Defensive medicine is bad medicine. It reduces the doctor's exposure to potential censure but at the same time exposes the patient to the risk of unnecessary procedures. So the Royal College of Midwives is right when it says caesarean sections should only be carried out when clinically indicated. And it is true that sections are major procedures, with significant risks of bleeding thrombosis and bladder damage - neither of which is to be sneezed at. But is the college right to say caesarean rates should only be 10% to 15%?

Deciding whether a caesarean should be performed requires balancing consideration of the wellbeing of the mother with that of the health of the unborn child. The consequence of getting it wrong are worst from the infant's point of view: profound lifelong disability, with implications for the entire family. When the stakes are that high, a cautious approach has a lot to recommend it, particularly if the maternity unit has too few midwives or doctors or is otherwise under-resourced. Judging what constitutes best treatment must always include considering all the factors impacting upon a patient's care.

Fear of litigation has been cited as the driving force behind defensive medicine. But would that be so bad? If such cautious medicine has sparked a review, that must be a good thing. If it causes one clinician to seek the views of a second, that, too, is positive, and if in the end the decision is to intervene, rather than take a risk, I, as a patient, am all for that.

The issue of consent must also be thrown into the mix. Competent adult patients cannot be treated against their will, and, in theory at least, the final decision as to whether to go ahead with a caesarean section instead of a vaginal delivery rests with the mother to be, albeit that the pressures upon her may make it impossible for her to choose with complete freedom.
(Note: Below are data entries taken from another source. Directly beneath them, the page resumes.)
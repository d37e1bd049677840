use crate::domain::a001_task::aggregate::{Task, TaskStatus};
use crate::domain::a002_staff::aggregate::Staff;
use crate::shared::datetime::{end_of_day, parse_datetime, start_of_day};
use crate::system::auth::SessionRole;
use chrono::{Datelike, Duration, NaiveDate};
use serde::{Deserialize, Serialize};

/// Which dashboard layout a session gets.
#[derive(Debug, Clone, Copy, PartialEq, Eq, Serialize, Deserialize)]
#[serde(rename_all = "snake_case")]
pub enum DashboardVariant {
    Admin,
    Manager,
    Staff,
}

impl DashboardVariant {
    /// Licensee managers share the manager layout.
    pub fn for_role(role: SessionRole) -> Self {
        match role {
            SessionRole::SystemAdmin => DashboardVariant::Admin,
            SessionRole::Manager | SessionRole::ManagerLicensee => DashboardVariant::Manager,
            SessionRole::Staff => DashboardVariant::Staff,
        }
    }

    pub fn title(&self) -> &'static str {
        match self {
            DashboardVariant::Admin => "System Overview",
            DashboardVariant::Manager => "Team Overview",
            DashboardVariant::Staff => "My Day",
        }
    }
}

/// Period toggle of the tasks chart.
#[derive(Debug, Clone, Copy, PartialEq, Eq, Default, Serialize, Deserialize)]
#[serde(rename_all = "lowercase")]
pub enum DashboardPeriod {
    #[default]
    Day,
    Week,
    Month,
}

impl DashboardPeriod {
    pub fn all() -> [DashboardPeriod; 3] {
        [DashboardPeriod::Day, DashboardPeriod::Week, DashboardPeriod::Month]
    }

    pub fn display_name(&self) -> &'static str {
        match self {
            DashboardPeriod::Day => "Day",
            DashboardPeriod::Week => "Week",
            DashboardPeriod::Month => "Month",
        }
    }

    /// First day of the period containing `today`; weeks start on Monday.
    pub fn first_day(&self, today: NaiveDate) -> NaiveDate {
        match self {
            DashboardPeriod::Day => today,
            DashboardPeriod::Week => today - Duration::days(i64::from(today.weekday().num_days_from_monday())),
            DashboardPeriod::Month => today.with_day(1).unwrap_or(today),
        }
    }
}

/// Completed / pending / overdue bars of the tasks chart.
#[derive(Debug, Clone, Copy, PartialEq, Eq, Default, Serialize, Deserialize)]
pub struct TaskBreakdown {
    pub completed: usize,
    pub pending: usize,
    pub overdue: usize,
}

impl TaskBreakdown {
    /// Counts tasks starting between the period's first day and `today`.
    /// Cancelled and rejected tasks are left out.
    pub fn for_period(tasks: &[Task], period: DashboardPeriod, today: NaiveDate) -> Self {
        let from = start_of_day(period.first_day(today));
        let to = end_of_day(today);
        let mut out = Self::default();
        for task in tasks.iter().filter(|t| t.start_time >= from && t.start_time <= to) {
            if task.status == TaskStatus::Completed {
                out.completed += 1;
            } else if task.shows_overdue() {
                out.overdue += 1;
            } else if !matches!(task.status, TaskStatus::Cancelled | TaskStatus::Rejected) {
                out.pending += 1;
            }
        }
        out
    }

    pub fn max(&self) -> usize {
        self.completed.max(self.pending).max(self.overdue)
    }
}

#[derive(Debug, Clone, PartialEq, Eq, Serialize, Deserialize)]
pub struct SummaryStat {
    pub label: String,
    pub value: usize,
}

/// Headline numbers of the dashboard.
#[derive(Debug, Clone, PartialEq, Eq, Default, Serialize, Deserialize)]
pub struct TaskSummary {
    pub total_tasks: usize,
    pub active_staff: usize,
    pub completed_today: usize,
    pub open_tasks: usize,
    pub overdue_tasks: usize,
}

impl TaskSummary {
    pub fn collect(tasks: &[Task], staff: &[Staff], today: NaiveDate) -> Self {
        let completed_today = tasks
            .iter()
            .filter(|t| t.status == TaskStatus::Completed)
            .filter(|t| {
                t.completed_at
                    .as_deref()
                    .and_then(parse_datetime)
                    .map(|at| at.date() == today)
                    .unwrap_or(false)
            })
            .count();
        Self {
            total_tasks: tasks.len(),
            active_staff: staff.iter().filter(|s| s.is_active()).count(),
            completed_today,
            open_tasks: tasks.iter().filter(|t| t.status == TaskStatus::OpenQueued).count(),
            overdue_tasks: tasks.iter().filter(|t| t.shows_overdue()).count(),
        }
    }

    /// Same numbers restricted to one staff member's tasks. Active staff is
    /// not meaningful there and stays zero.
    pub fn collect_for_staff(tasks: &[Task], staff_id: crate::shared::EntityId, today: NaiveDate) -> Self {
        let own: Vec<Task> = tasks.iter().filter(|t| t.is_assigned_to(staff_id)).cloned().collect();
        Self {
            active_staff: 0,
            ..Self::collect(&own, &[], today)
        }
    }

    pub fn stats(&self, variant: DashboardVariant) -> Vec<SummaryStat> {
        let stat = |label: &str, value: usize| SummaryStat {
            label: label.to_string(),
            value,
        };
        match variant {
            DashboardVariant::Admin | DashboardVariant::Manager => vec![
                stat("Total Tasks", self.total_tasks),
                stat("Active Staff", self.active_staff),
                stat("Completed Today", self.completed_today),
                stat("Open Tasks", self.open_tasks),
                stat("Overdue Tasks", self.overdue_tasks),
            ],
            DashboardVariant::Staff => vec![
                stat("My Tasks", self.total_tasks),
                stat("Completed Today", self.completed_today),
                stat("Overdue", self.overdue_tasks),
            ],
        }
    }
}

/// Tasks starting on each of the seven days ending at `today`, oldest first.
pub fn daily_task_counts(tasks: &[Task], today: NaiveDate) -> Vec<(NaiveDate, usize)> {
    (0..7)
        .rev()
        .map(|back| {
            let day = today - Duration::days(back);
            let count = tasks.iter().filter(|t| t.start_time.date() == day).count();
            (day, count)
        })
        .collect()
}

#[cfg(test)]
mod tests {
    use super::*;
    use crate::domain::a001_task::samples::{sample_tasks, task_at};
    use crate::domain::common::AggregateRoot;
    use crate::shared::EntityId;

    fn today() -> NaiveDate {
        NaiveDate::from_ymd_opt(2025, 8, 13).unwrap()
    }

    #[test]
    fn test_variant_per_role() {
        assert_eq!(DashboardVariant::for_role(SessionRole::SystemAdmin), DashboardVariant::Admin);
        assert_eq!(DashboardVariant::for_role(SessionRole::ManagerLicensee), DashboardVariant::Manager);
        assert_eq!(DashboardVariant::for_role(SessionRole::Staff), DashboardVariant::Staff);
    }

    #[test]
    fn test_summary_counts() {
        let mut done = task_at(1, "Maintenance", "2025-08-13T09:00", 60, TaskStatus::Completed);
        done.completed_at = Some("2025-08-13T10:00:00".into());
        let mut done_earlier = task_at(2, "Maintenance", "2025-08-12T09:00", 60, TaskStatus::Completed);
        done_earlier.completed_at = Some("2025-08-12T10:00:00".into());
        let open = task_at(3, "Security", "2025-08-13T11:00", 60, TaskStatus::OpenQueued);
        let mut late = task_at(4, "Security", "2025-08-11T11:00", 60, TaskStatus::Assigned);
        late.is_overdue = true;

        let summary = TaskSummary::collect(&[done, done_earlier, open, late], &Staff::seed(), today());
        assert_eq!(
            summary,
            TaskSummary {
                total_tasks: 4,
                active_staff: 4,
                completed_today: 1,
                open_tasks: 1,
                overdue_tasks: 1,
            }
        );
        assert_eq!(summary.stats(DashboardVariant::Admin).len(), 5);
        assert_eq!(summary.stats(DashboardVariant::Staff)[0].label, "My Tasks");
    }

    #[test]
    fn test_staff_summary_only_counts_own_tasks() {
        let tasks = sample_tasks(today());
        let mine = TaskSummary::collect_for_staff(&tasks, EntityId(3), today());
        let expected = tasks.iter().filter(|t| t.is_assigned_to(EntityId(3))).count();
        assert_eq!(mine.total_tasks, expected);
        assert_eq!(mine.active_staff, 0);
    }

    #[test]
    fn test_breakdown_by_period() {
        let tasks = vec![
            task_at(1, "A", "2025-08-13T09:00", 60, TaskStatus::Completed),
            task_at(2, "A", "2025-08-11T09:00", 60, TaskStatus::Assigned),
            task_at(3, "A", "2025-08-02T09:00", 60, TaskStatus::Overdue),
            task_at(4, "A", "2025-08-13T12:00", 60, TaskStatus::Cancelled),
        ];
        assert_eq!(
            TaskBreakdown::for_period(&tasks, DashboardPeriod::Day, today()),
            TaskBreakdown { completed: 1, pending: 0, overdue: 0 }
        );
        // week of Monday 2025-08-11
        assert_eq!(
            TaskBreakdown::for_period(&tasks, DashboardPeriod::Week, today()),
            TaskBreakdown { completed: 1, pending: 1, overdue: 0 }
        );
        let month = TaskBreakdown::for_period(&tasks, DashboardPeriod::Month, today());
        assert_eq!(month, TaskBreakdown { completed: 1, pending: 1, overdue: 1 });
        assert_eq!(month.max(), 1);
    }

    #[test]
    fn test_daily_counts_cover_last_seven_days() {
        let tasks = vec![
            task_at(1, "A", "2025-08-13T09:00", 60, TaskStatus::Completed),
            task_at(2, "A", "2025-08-07T09:00", 60, TaskStatus::Assigned),
            task_at(3, "A", "2025-08-06T09:00", 60, TaskStatus::Assigned),
        ];
        let counts = daily_task_counts(&tasks, today());
        assert_eq!(counts.len(), 7);
        assert_eq!(counts[0], (NaiveDate::from_ymd_opt(2025, 8, 7).unwrap(), 1));
        assert_eq!(counts[6].1, 1);
        assert_eq!(counts.iter().map(|(_, n)| n).sum::<usize>(), 2);
    }
}
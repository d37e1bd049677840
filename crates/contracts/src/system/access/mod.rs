//! Role records, the page-visibility and task-permission matrices, and the
//! resolver that maps a session role onto them.

pub mod matrix_draft;
pub mod pages;
pub mod policy;
pub mod resolver;
pub mod roles;
pub mod task_permissions;

pub use pages::{PageKey, PageMatrix, PageVisibility};
pub use resolver::{AccessResolver, PageAccess};
pub use roles::{AccessLevel, Role, RoleDto};
pub use task_permissions::{PermissionLevel, TaskPermissionMatrix, TaskSettingsPermissions, TaskSettingsSection};
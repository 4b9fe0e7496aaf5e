use std::fmt;

use chrono::NaiveDate;
use serde::{Deserialize, Serialize};

#[derive(Debug, Clone, Copy, PartialEq, Eq, Serialize, Deserialize)]
#[serde(rename_all = "snake_case")]
pub enum Direction {
    Incoming,
    Outgoing,
}

/// Normalized statement row.
///
/// Exactly one of `incoming`/`outgoing` is set and `amount` equals it.
/// Build through [`Transaction::from_signed_amount`] to keep that true.
#[derive(Debug, Clone, PartialEq, Serialize, Deserialize)]
pub struct Transaction {
    pub description: String,
    pub date: NaiveDate,
    pub incoming: Option<f64>,
    pub outgoing: Option<f64>,
    /// Always non-negative.
    pub amount: f64,
    /// Provider reference. Not unique: linked entries (charge + refund) may share one.
    pub reference: String,
    pub currency: String,
    /// Running balance printed after the amount, if the row had one.
    pub balance: Option<f64>,
}

impl Transaction {
    /// Negative amounts are outgoing, everything else is incoming.
    pub fn from_signed_amount(
        description: impl Into<String>,
        date: NaiveDate,
        signed_amount: f64,
        reference: impl Into<String>,
        currency: impl Into<String>,
        balance: Option<f64>,
    ) -> Self {
        let amount = signed_amount.abs();
        let (incoming, outgoing) = if signed_amount < 0.0 {
            (None, Some(amount))
        } else {
            (Some(amount), None)
        };

        Self {
            description: description.into(),
            date,
            incoming,
            outgoing,
            amount,
            reference: reference.into(),
            currency: currency.into(),
            balance,
        }
    }

    pub fn direction(&self) -> Direction {
        if self.outgoing.is_some() {
            Direction::Outgoing
        } else {
            Direction::Incoming
        }
    }

    /// Amount with the statement's sign convention restored (outgoing < 0).
    pub fn signed_amount(&self) -> f64 {
        match self.direction() {
            Direction::Incoming => self.amount,
            Direction::Outgoing => -self.amount,
        }
    }
}

/// Reporting period printed under the statement banner.
#[derive(Debug, Clone, Copy, PartialEq, Eq, Serialize, Deserialize)]
pub struct DateRange {
    pub from: NaiveDate,
    pub to: NaiveDate,
}

#[derive(Debug, Clone, Copy, PartialEq, Eq, Serialize, Deserialize)]
#[serde(rename_all = "snake_case")]
pub enum SkipReason {
    /// Anchor line does not start with a `D Month YYYY` date.
    MissingDate,
    /// Nothing follows the `Transaction:` marker.
    MissingReference,
    /// First non-empty line after the anchor is not an amounts line.
    MissingAmounts,
}

impl fmt::Display for SkipReason {
    fn fmt(&self, f: &mut fmt::Formatter<'_>) -> fmt::Result {
        match self {
            SkipReason::MissingDate => f.write_str("anchor line has no leading date"),
            SkipReason::MissingReference => f.write_str("anchor line has no reference"),
            SkipReason::MissingAmounts => f.write_str("no amounts line after anchor"),
        }
    }
}

/// An anchor line that looked like a transaction but could not be extracted.
#[derive(Debug, Clone, PartialEq, Eq, Serialize, Deserialize)]
pub struct SkippedAnchor {
    /// 0-based line index in the input text.
    pub line: usize,
    pub text: String,
    pub reason: SkipReason,
}

#[derive(Debug, Clone, PartialEq, Serialize, Deserialize)]
pub struct ParseResult {
    pub currency: String,
    pub date_range: DateRange,
    /// Order of appearance in the statement, not chronological.
    pub transactions: Vec<Transaction>,
    #[serde(default)]
    pub skipped: Vec<SkippedAnchor>,
}

impl ParseResult {
    /// Oldest-first copy of the transactions. Same-day rows keep statement order.
    pub fn sorted_by_date(&self) -> Vec<Transaction> {
        let mut txns = self.transactions.clone();
        txns.sort_by_key(|t| t.date);
        txns
    }

    pub fn total_incoming(&self) -> f64 {
        self.transactions.iter().filter_map(|t| t.incoming).sum()
    }

    pub fn total_outgoing(&self) -> f64 {
        self.transactions.iter().filter_map(|t| t.outgoing).sum()
    }
}
use anyhow::Result;
use wise_ingest::{ParseResult, SkippedAnchor, Transaction};

use crate::config::OutputFormat;

pub fn print_result(result: &ParseResult, format: OutputFormat) -> Result<()> {
    match format {
        OutputFormat::Json => println!("{}", serde_json::to_string_pretty(result)?),
        OutputFormat::Table => print_table(result),
    }
    Ok(())
}

fn print_table(result: &ParseResult) {
    println!(
        "{} statement {} - {}\n",
        result.currency, result.date_range.from, result.date_range.to
    );
    println!(
        "{:<10}  {:<22}  {:>12}  {:>12}  DESCRIPTION",
        "DATE", "REFERENCE", "INCOMING", "OUTGOING"
    );
    for t in &result.transactions {
        println!("{}", table_row(t));
    }

    println!(
        "\n{} transactions | in {:.2} | out {:.2} | {} skipped",
        result.transactions.len(),
        result.total_incoming(),
        result.total_outgoing(),
        result.skipped.len()
    );
    for s in &result.skipped {
        println!("  {}", describe_skip(s));
    }
}

fn table_row(t: &Transaction) -> String {
    let side = |v: Option<f64>| v.map(|a| format!("{a:.2}")).unwrap_or_default();
    format!(
        "{:<10}  {:<22}  {:>12}  {:>12}  {}",
        t.date.to_string(),
        t.reference,
        side(t.incoming),
        side(t.outgoing),
        t.description
    )
}

pub fn describe_skip(s: &SkippedAnchor) -> String {
    format!("line {}: {} ({})", s.line + 1, s.reason, s.text)
}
It is true that, if we had enough midwives to provide one-to-one care, caesarean rates would be lower. Closer monitoring allows finer judgements, significant signs will be detected earlier and intervention can be immediate. So it is all very well saying that the caesarean section rate should be 10% lower, but lower rates are dependent on staff we simply do not have. Lacking, as we do, adequate resources and clairvoyance, there is an inevitable increase in the risks to mother and child of a vaginal delivery, thus tipping the balance in favour of a caesarean section.

To give doctors their due, they are generally motivated more by the desire to avoid the harm to the patient that may result in litigation than by fear of litigation itself. Procedures only become too "defensive" when doctors have that eye on the law courts at the expense of the patient. Care of the patient must be the first consideration. Then treatment moves from being defensive and back to defensible and good.

ท Dr Gerard Panting is communication and policy director at the Medical Protection Society
โดย: not defensive medicine [11 ก.ค. 53 9:07] ( IP A: X: )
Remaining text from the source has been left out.